Krystle Prochaska said she didn't plan to participate Saturday in the costume contest at Victoria Comic Con, but after a little bit of persuasion from friends - and a whole lot of love from the crowd - the 24-year-old from Victoria put her name down. This was her first time cosplaying.
About 3,000 people filled the dome at the Victoria Community Center throughout the day to attend the first Victoria Comic Con. The comic convention, which was brought to Victoria by two 20-something locals who simply wanted a toy store to shop at, brought in talent from all across the state, which included artists Bonn Adame, Dan Price and Dale Carroll.
The biggest draw, however, was the costume contest. Attendees filled a large area by the stage, making it almost impossible to move or see the show.
Many of the entrants took a more traditional route when it came to the contest - there were a lot of "Doctor Who" costumes and other trendy favorites, such as the Harley Quinn from Batman.
Prochaska went classic.
And she won.
Princess Kaguya hails from what is said to be the oldest Japanese folktale, "The Tale of the Bamboo Cutter."
The myth is that an old man comes across a mysterious stalk of bamboo, and when he cuts into it, he find an infant the size of his thumb inside.
Although the old man was poor, he and his wife did not have children, so the couple rejoiced at the blessing and raised Kaguya. He then became very rich because every time he would cut open a bamboo stalk, a nugget of gold would be inside.

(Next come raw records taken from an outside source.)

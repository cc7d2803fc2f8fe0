//! Cache introspection types.

use serde::Serialize;

/// Point-in-time view of the response cache.
///
/// Produced by `ResponseCache::stats`, which never mutates entries. Expired
/// entries that have not been purged yet are not counted.
#[derive(Debug, Clone, Default, PartialEq, Serialize)]
#[serde(rename_all = "camelCase")]
pub struct CacheStats {
    /// Number of live entries.
    pub entry_count: usize,
    /// Configured TTL in seconds, sub-second remainders rounded up.
    pub ttl_seconds: u64,
    /// Fingerprints of the live entries, sorted.
    pub keys: Vec<String>,
    /// Number of cache hits since construction.
    pub hits: u64,
    /// Number of cache misses since construction (expired reads included).
    pub misses: u64,
    /// Number of entries dropped to respect the capacity bound.
    pub evictions: u64,
}

impl CacheStats {
    /// Calculate the hit rate (0.0 to 1.0).
    pub fn hit_rate(&self) -> f64 {
        let total = self.hits + self.misses;
        if total == 0 {
            0.0
        } else {
            self.hits as f64 / total as f64
        }
    }

    /// TTL expressed in whole minutes, as the metrics dashboard reports it.
    pub fn ttl_minutes(&self) -> u64 {
        self.ttl_seconds / 60
    }
}
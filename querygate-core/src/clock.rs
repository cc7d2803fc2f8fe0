//! Time source abstraction.
//!
//! Both stores compute expiry from timestamps rather than scheduling it, so
//! every "now" goes through a [`Clock`]. Production code uses [`SystemClock`];
//! tests drive a [`ManualClock`] to land exactly on TTL and staleness
//! boundaries.

use crate::Timestamp;
use chrono::{TimeDelta, Utc};
use std::fmt;
use std::sync::{Arc, PoisonError, RwLock};
use std::time::Duration;

/// Source of the current time.
pub trait Clock: Send + Sync + fmt::Debug {
    fn now(&self) -> Timestamp;
}

/// Wall-clock time in UTC.
#[derive(Debug, Clone, Copy, Default)]
pub struct SystemClock;

impl Clock for SystemClock {
    fn now(&self) -> Timestamp {
        Utc::now()
    }
}

/// Shared handle to the system clock.
pub fn system_clock() -> Arc<dyn Clock> {
    Arc::new(SystemClock)
}

/// A clock that only moves when told to.
///
/// Clones share the same underlying instant, so a test can hand one clone to
/// a store and keep another to advance time.
#[derive(Debug, Clone)]
pub struct ManualClock {
    now: Arc<RwLock<Timestamp>>,
}

impl ManualClock {
    /// Create a manual clock frozen at `start`.
    pub fn new(start: Timestamp) -> Self {
        Self {
            now: Arc::new(RwLock::new(start)),
        }
    }

    /// Create a manual clock frozen at the current wall-clock time.
    pub fn starting_now() -> Self {
        Self::new(Utc::now())
    }

    /// Move the clock forward.
    pub fn advance(&self, by: Duration) {
        let delta = TimeDelta::from_std(by).unwrap_or(TimeDelta::MAX);
        let mut now = self.now.write().unwrap_or_else(PoisonError::into_inner);
        *now = now.checked_add_signed(delta).unwrap_or(*now);
    }

    /// Move the clock forward by whole seconds.
    pub fn advance_secs(&self, secs: u64) {
        self.advance(Duration::from_secs(secs));
    }

    /// Pin the clock to an exact instant.
    pub fn set(&self, at: Timestamp) {
        *self.now.write().unwrap_or_else(PoisonError::into_inner) = at;
    }
}

impl Default for ManualClock {
    fn default() -> Self {
        Self::starting_now()
    }
}

impl Clock for ManualClock {
    fn now(&self) -> Timestamp {
        *self.now.read().unwrap_or_else(PoisonError::into_inner)
    }
}

/// Elapsed time between two instants, clamped at zero when `later` is
/// actually earlier (clock skew).
pub fn elapsed_between(earlier: Timestamp, later: Timestamp) -> TimeDelta {
    let delta = later - earlier;
    if delta < TimeDelta::zero() {
        TimeDelta::zero()
    } else {
        delta
    }
}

"I fell in love with her after reading the book," Prochaska said, who has an affinity for all things Japanese. She even had hopes of one day moving to the East Asian island.
Maria Ramos, costume contest judge and avid cosplayer, said she and the other judges selected Prochaska because she not only made the entire costume by hand but also because "it was extremely detailed," Ramos said.
Prochaska said she used a pattern and a heavy baroque cloth to make her kimono and pieced together the jeweled headpiece, which has seven distinct components, to represent the many men wanting to marry the princess.
"This might be a real story - it's a legend," she said.
About 50 other adults and children joined Prochaska in the contest. Sterling Lynch, 30, of Victoria, took home first in the adult male character for a green arrow costume he made with his wife, including the bow and arrow, and 8-year-old Corbyn Delgado, of Victoria, placed first in children's costumes for her "Edward Scissorhands" costume.
Ramos said the overall costume and the makeup is what resulted in the wins. "It looked amazing - they nailed it."